90- A distinguishing factor - The most significant characteristic of an employment contract is the employee's subordination to the person for whom he or she works. This is the element that distinguishes a contract of employment from other onerous contracts in which work is performed for the benefit of another for a price, e.g. a contract of enterprise or for services governed by articles 2098 et seq. C.C.Q. Thus, while article 2099 C.C.Q. provides that the contractor or provider of services remains "free to choose the means of performing the contract" and that "no relationship of subordination exists between the contractor or the provider of services and the client in respect of such performance," it is a characteristic of an employment contract, subject to its terms, that the employee personally perform the agreed upon work under the direction of the employer and within the framework established by the employer.

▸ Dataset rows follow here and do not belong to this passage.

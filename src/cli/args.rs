//! Command-line argument parsing

use crate::core::transform::FIX_IMPORTS_PASS;
use clap::{Parser, Subcommand, ValueEnum};
use std::path::PathBuf;

/// fix-imports - rewrite references to files converted from CoffeeScript
#[derive(Parser, Debug)]
#[command(name = "fix-imports")]
#[command(version = env!("CARGO_PKG_VERSION"))]
#[command(about = "Rewrite import references after converting CoffeeScript files to JavaScript")]
#[command(long_about = "fix-imports updates every file that refers to a freshly converted module. \
Parseable JavaScript files have their import, re-export and require specifiers rewritten structurally; \
legacy CoffeeScript files have their requires rewritten by pattern, gaining a `.default` accessor when \
the converted module now uses a default export.")]
#[command(after_help = "EXAMPLES:

    # Fix references to two converted files under the current directory
    fix-imports run src/models/user.js src/views/page.js

    # Search a specific tree and resolve bare specifiers against app/lib
    fix-imports run --search-path ./app --absolute-import-path ./app/lib src/user.js

    # Preview the changes without writing anything
    fix-imports run --dry-run --output json src/user.js

    # Run an extra pass over the same candidate files
    fix-imports run --pass remove-coffee-from-imports src/user.js

    # Create a default configuration file
    fix-imports init
")]
pub struct Args {
    #[command(subcommand)]
    pub command: CommandArgs,
}

/// Available subcommands
#[derive(Subcommand, Debug)]
pub enum CommandArgs {
    /// Rewrite references to the given converted files
    Run(RunArgs),
    /// Apply a built-in structural pass to files, as an external pass would
    ApplyTransform(ApplyTransformArgs),
    /// Create a default configuration file
    Init(InitArgs),
}

/// Options for `fix-imports run`
#[derive(clap::Args, Debug, Clone, Default)]
pub struct RunArgs {
    /// Converted files whose references should be rewritten
    #[arg(required = true, value_name = "FILE")]
    pub files: Vec<PathBuf>,

    #[arg(short = 'p', long, value_name = "PATH", help = "Root of the tree searched for referencing files (defaults to the current directory)")]
    pub search_path: Option<PathBuf>,

    #[arg(short = 'r', long = "absolute-import-path", value_name = "PATH", help = "Root for resolving non-relative specifiers (repeatable, tried in order)")]
    pub absolute_import_paths: Vec<PathBuf>,

    #[arg(long = "pass", value_name = "NAME", help = "Extra named transform pass to run (repeatable; built-in name or executable path)")]
    pub passes: Vec<String>,

    #[arg(short, long, value_name = "PATTERN", help = "Glob for file or directory names to skip while scanning (repeatable)")]
    pub exclude: Vec<String>,

    #[arg(short = 'j', long, value_name = "N", help = "Number of worker threads (defaults to the number of CPUs)")]
    pub concurrency: Option<usize>,

    #[arg(long, value_name = "SECS", help = "Timeout for each external transform pass")]
    pub transform_timeout: Option<u64>,

    #[arg(long, help = "Report what would change without writing any file")]
    pub dry_run: bool,

    #[arg(long, help = "Follow symbolic links while scanning")]
    pub follow_links: bool,

    #[arg(short, long, value_enum, help = "Report format: 'text' for people, 'json' for tools")]
    pub output: Option<OutputFormat>,

    #[arg(long, value_name = "FILE", help = "File to write the report to (stdout if not specified)")]
    pub output_file: Option<PathBuf>,

    #[arg(short, long, help = "Only print the rewritten paths")]
    pub quiet: bool,

    #[arg(short, long, help = "Show per-stage counts and debug logging")]
    pub verbose: bool,

    #[arg(long, help = "Disable colored output")]
    pub no_colors: bool,

    #[arg(long, help = "Disable progress bars")]
    pub no_progress: bool,

    #[arg(short, long, value_name = "FILE", help = "Configuration file (defaults to .fix-imports.toml lookup)")]
    pub config: Option<PathBuf>,
}

/// Options for `fix-imports apply-transform`
#[derive(clap::Args, Debug, Clone)]
pub struct ApplyTransformArgs {
    /// Files to transform in place
    #[arg(required = true, value_name = "FILE")]
    pub files: Vec<PathBuf>,

    #[arg(long, value_name = "PAYLOAD", help = "Encoded converted-file context")]
    pub encoded_options: String,

    #[arg(long, value_name = "NAME", default_value = FIX_IMPORTS_PASS, help = "Built-in pass to apply")]
    pub pass: String,

    #[arg(long, help = "Report what would change without writing any file")]
    pub dry_run: bool,
}

/// Options for `fix-imports init`
#[derive(clap::Args, Debug, Clone)]
pub struct InitArgs {
    #[arg(long, value_name = "FILE", default_value = ".fix-imports.toml", help = "Where to write the configuration file")]
    pub path: PathBuf,

    #[arg(long, help = "Overwrite an existing file")]
    pub force: bool,
}

/// Output format options
#[derive(Copy, Clone, Debug, PartialEq, Eq, ValueEnum)]
pub enum OutputFormat {
    /// Human-readable text output
    Text,
    /// JSON output for programmatic consumption
    Json,
}

impl Args {
    /// Parse command-line arguments
    pub fn parse_args() -> Self {
        Args::parse()
    }

    /// Default log filter implied by the verbosity flags
    pub fn default_log_level(&self) -> &'static str {
        match &self.command {
            CommandArgs::Run(run) if run.verbose => "debug",
            CommandArgs::Run(run) if run.quiet => "warn",
            _ => "info",
        }
    }
}
//! Source rewriting for consumer files
//!
//! Parseable files are rewritten structurally through the OXC AST, legacy
//! files through per-basename patterns. Export shapes of converted files are
//! classified here as well since both rewriters depend on them.

pub mod ast_rewriter;
pub mod export_shape;
pub mod legacy_require;

pub use ast_rewriter::ASTImportRewriter;
pub use export_shape::ExportShapeClassifier;
pub use legacy_require::LegacyRequireRewriter;
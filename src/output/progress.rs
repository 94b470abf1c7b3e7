//! Progress reporting functionality
//!
//! Progress bars are drawn on stderr so the report on stdout stays clean.

use crate::core::parallel::ProgressUpdate;
use indicatif::{ProgressBar, ProgressDrawTarget, ProgressStyle};
use parking_lot::Mutex;
use std::sync::Arc;

const BAR_TEMPLATE: &str = "{spinner:.green} [{elapsed_precise}] [{bar:40.cyan/blue}] {pos}/{len} {wide_msg}";

/// Progress reporter for long-running operations
pub struct ProgressReporter {
    enabled: bool,
    bar: Option<ProgressBar>,
    current_operation: Mutex<String>,
}

impl ProgressReporter {
    /// Create a new progress reporter; a disabled reporter draws nothing
    pub fn new(enabled: bool) -> Self {
        let bar = if enabled {
            let bar = ProgressBar::with_draw_target(Some(0), ProgressDrawTarget::stderr());
            let style = ProgressStyle::default_bar()
                .template(BAR_TEMPLATE)
                .unwrap_or_else(|_| ProgressStyle::default_bar())
                .progress_chars("#>-");
            bar.set_style(style);
            Some(bar)
        } else {
            None
        };

        Self {
            enabled,
            bar,
            current_operation: Mutex::new(String::new()),
        }
    }

    /// Start a new progress operation
    pub fn start(&self, operation: &str) {
        if let Some(bar) = &self.bar {
            bar.reset();
            bar.set_message(operation.to_string());
        }
        *self.current_operation.lock() = operation.to_string();
        tracing::debug!("starting: {}", operation);
    }

    /// Update progress
    pub fn update(&self, current: usize, total: usize, message: &str) {
        let Some(bar) = &self.bar else {
            return;
        };

        {
            let mut operation = self.current_operation.lock();
            // a new stage restarts the bar
            let stage = message.split(" (").next().unwrap_or(message);
            if stage != operation.as_str() {
                *operation = stage.to_string();
                bar.reset();
            }
        }

        bar.set_length(total as u64);
        bar.set_position(current as u64);
        bar.set_message(message.to_string());
    }

    /// Update progress from a ProgressUpdate
    pub fn update_from(&self, progress: ProgressUpdate) {
        self.update(progress.current, progress.total, &progress.message);
    }

    /// Finish the progress operation
    pub fn finish(&self, message: &str) {
        if let Some(bar) = &self.bar {
            bar.finish_and_clear();
        }
        tracing::debug!("finished: {}", message);
    }

    pub fn is_enabled(&self) -> bool {
        self.enabled
    }

    /// The stage currently shown
    pub fn current_operation(&self) -> String {
        self.current_operation.lock().clone()
    }
}

/// Create a progress callback function that updates a ProgressReporter
pub fn create_progress_callback(reporter: Arc<ProgressReporter>) -> impl Fn(ProgressUpdate) + Send + Sync {
    move |progress: ProgressUpdate| {
        reporter.update_from(progress);
    }
}
//! Error handling for fix-imports
//!
//! Error types and the crate-wide result alias.

pub mod types;

pub use types::{ErrorSeverity, FixImportsError, Result};
//! Configuration-related data structures

use serde::{Deserialize, Serialize};
use std::path::PathBuf;

/// Main configuration settings for a rewrite pass
#[derive(Debug, Clone, Serialize, Deserialize)]
pub struct Settings {
    /// Root of the tree searched for files that reference converted files
    pub search_path: PathBuf,

    /// Ordered roots used to resolve non-relative specifiers
    pub absolute_import_paths: Vec<PathBuf>,

    /// Extra structural transform passes run over the same candidate set
    pub named_transform_passes: Vec<String>,

    /// Glob patterns for file and directory names skipped while scanning
    pub exclude_patterns: Vec<String>,

    /// Worker threads for scanning and structural rewriting
    pub concurrency: Option<usize>,

    /// Deadline for each external transform pass
    pub transform_timeout_secs: Option<u64>,

    /// Compute rewrites without writing anything back
    pub dry_run: bool,

    /// Whether to follow symbolic links while scanning
    pub follow_links: bool,

    /// Report format (text, json)
    pub output_format: OutputFormat,

    /// Report file path (if not specified, output to stdout)
    pub output_file: Option<PathBuf>,

    /// Whether to suppress non-essential output
    pub quiet: bool,

    /// Whether to show detailed progress and debug information
    pub verbose: bool,

    /// Whether to use colors in text output
    pub use_colors: bool,

    /// Whether to show progress bars
    pub show_progress: bool,
}

impl Default for Settings {
    fn default() -> Self {
        Self {
            search_path: PathBuf::from("."),
            absolute_import_paths: Vec::new(),
            named_transform_passes: Vec::new(),
            exclude_patterns: vec!["node_modules".to_string(), ".git".to_string()],
            concurrency: None,
            transform_timeout_secs: None,
            dry_run: false,
            follow_links: false,
            output_format: OutputFormat::Text,
            output_file: None,
            quiet: false,
            verbose: false,
            use_colors: true,
            show_progress: true,
        }
    }
}

impl Settings {
    /// Number of workers to use for bounded-parallel stages
    pub fn worker_count(&self) -> usize {
        self.concurrency.unwrap_or_else(num_cpus::get).max(1)
    }

    /// Timeout applied to external transform passes
    pub fn transform_timeout(&self) -> Option<std::time::Duration> {
        self.transform_timeout_secs.map(std::time::Duration::from_secs)
    }
}

/// Supported report formats
#[derive(Debug, Clone, PartialEq, Eq, Serialize, Deserialize)]
#[serde(rename_all = "lowercase")]
pub enum OutputFormat {
    /// Human-readable text output
    Text,
    /// JSON output for programmatic consumption
    Json,
}

impl std::str::FromStr for OutputFormat {
    type Err = String;

    fn from_str(s: &str) -> Result<Self, Self::Err> {
        match s.to_lowercase().as_str() {
            "text" => Ok(OutputFormat::Text),
            "json" => Ok(OutputFormat::Json),
            _ => Err(format!("Invalid output format: {}", s)),
        }
    }
}

impl std::fmt::Display for OutputFormat {
    fn fmt(&self, f: &mut std::fmt::Formatter<'_>) -> std::fmt::Result {
        match self {
            OutputFormat::Text => write!(f, "text"),
            OutputFormat::Json => write!(f, "json"),
        }
    }
}

/// Partial settings for configuration merging
///
/// Config files may use either snake_case keys or the camelCase names
/// (`searchPath`, `absoluteImportPaths`, `namedTransformPasses`).
#[derive(Debug, Clone, Default, Serialize, Deserialize)]
#[serde(deny_unknown_fields)]
pub struct PartialSettings {
    #[serde(alias = "searchPath")]
    pub search_path: Option<PathBuf>,
    #[serde(alias = "absoluteImportPaths")]
    pub absolute_import_paths: Option<Vec<PathBuf>>,
    #[serde(alias = "namedTransformPasses")]
    pub named_transform_passes: Option<Vec<String>>,
    pub exclude_patterns: Option<Vec<String>>,
    pub concurrency: Option<usize>,
    pub transform_timeout_secs: Option<u64>,
    pub dry_run: Option<bool>,
    pub follow_links: Option<bool>,
    pub output_format: Option<OutputFormat>,
    pub output_file: Option<PathBuf>,
    pub quiet: Option<bool>,
    pub verbose: Option<bool>,
    pub use_colors: Option<bool>,
    pub show_progress: Option<bool>,
}

impl PartialSettings {
    /// Merge another PartialSettings into this one
    /// Fields from `other` take precedence over existing fields
    pub fn merge_from(&mut self, other: PartialSettings) {
        if other.search_path.is_some() {
            self.search_path = other.search_path;
        }
        if other.absolute_import_paths.is_some() {
            self.absolute_import_paths = other.absolute_import_paths;
        }
        if other.named_transform_passes.is_some() {
            self.named_transform_passes = other.named_transform_passes;
        }
        if other.exclude_patterns.is_some() {
            self.exclude_patterns = other.exclude_patterns;
        }
        if other.concurrency.is_some() {
            self.concurrency = other.concurrency;
        }
        if other.transform_timeout_secs.is_some() {
            self.transform_timeout_secs = other.transform_timeout_secs;
        }
        if other.dry_run.is_some() {
            self.dry_run = other.dry_run;
        }
        if other.follow_links.is_some() {
            self.follow_links = other.follow_links;
        }
        if other.output_format.is_some() {
            self.output_format = other.output_format;
        }
        if other.output_file.is_some() {
            self.output_file = other.output_file;
        }
        if other.quiet.is_some() {
            self.quiet = other.quiet;
        }
        if other.verbose.is_some() {
            self.verbose = other.verbose;
        }
        if other.use_colors.is_some() {
            self.use_colors = other.use_colors;
        }
        if other.show_progress.is_some() {
            self.show_progress = other.show_progress;
        }
    }

    /// Convert partial settings to full settings
    /// Uses defaults for any fields that are None
    pub fn to_settings(&self) -> Settings {
        let mut settings = Settings::default();

        if let Some(search_path) = &self.search_path {
            settings.search_path = search_path.clone();
        }
        if let Some(roots) = &self.absolute_import_paths {
            settings.absolute_import_paths = roots.clone();
        }
        if let Some(passes) = &self.named_transform_passes {
            settings.named_transform_passes = passes.clone();
        }
        if let Some(exclude_patterns) = &self.exclude_patterns {
            settings.exclude_patterns = exclude_patterns.clone();
        }
        if let Some(concurrency) = self.concurrency {
            settings.concurrency = Some(concurrency);
        }
        if let Some(timeout) = self.transform_timeout_secs {
            settings.transform_timeout_secs = Some(timeout);
        }
        if let Some(dry_run) = self.dry_run {
            settings.dry_run = dry_run;
        }
        if let Some(follow_links) = self.follow_links {
            settings.follow_links = follow_links;
        }
        if let Some(output_format) = &self.output_format {
            settings.output_format = output_format.clone();
        }
        if let Some(output_file) = &self.output_file {
            settings.output_file = Some(output_file.clone());
        }
        if let Some(quiet) = self.quiet {
            settings.quiet = quiet;
        }
        if let Some(verbose) = self.verbose {
            settings.verbose = verbose;
        }
        if let Some(use_colors) = self.use_colors {
            settings.use_colors = use_colors;
        }
        if let Some(show_progress) = self.show_progress {
            settings.show_progress = show_progress;
        }

        settings
    }
}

91 - Factual assessment - Subordination is ascertained from the facts. In this respect, the courts have always refused to accept the characterization of the contract by the parties. . . .


92 - Concept - Historically, the civil law initially developed a "strict" or "classical" concept of legal subordination that was used for the purpose of applying the principle that a master is civilly liable for damage caused by his servant in the performance of his duties (article 1054 C.C.L.C.; article 1463 C.C.Q.). This classical legal subordination was characterized by the employer's direct control over the employee's performance of the work, in terms of the work and the way it was performed. This concept was gradually relaxed, giving rise to the concept of legal subordination in the broad sense. The reason for this is that the diversification and specialization of occupations and work methods often made it unrealistic for an employer to be able to dictate or even directly supervise the performance of the work. Consequently, subordination came to include the ability of the person who became recognized as the employer to determine the work to be performed, and to control and monitor the performance. Viewed from the reverse perspective, an employee is a person who agrees to integrate into the operational structure of a business so that the business can benefit from the employee's work. In practice, one looks for a certain number of indicia of the ability to control (and these indicia can vary depending on the context): mandatory presence at a workplace; a somewhat regular assignment of work; the imposition of rules of conduct or behaviour; an obligation to provide activity reports; control over the quantity or quality of the services, etc. The fact that a person works at home does not mean that he or she cannot be integrated into a business in this way. (Emphasis added)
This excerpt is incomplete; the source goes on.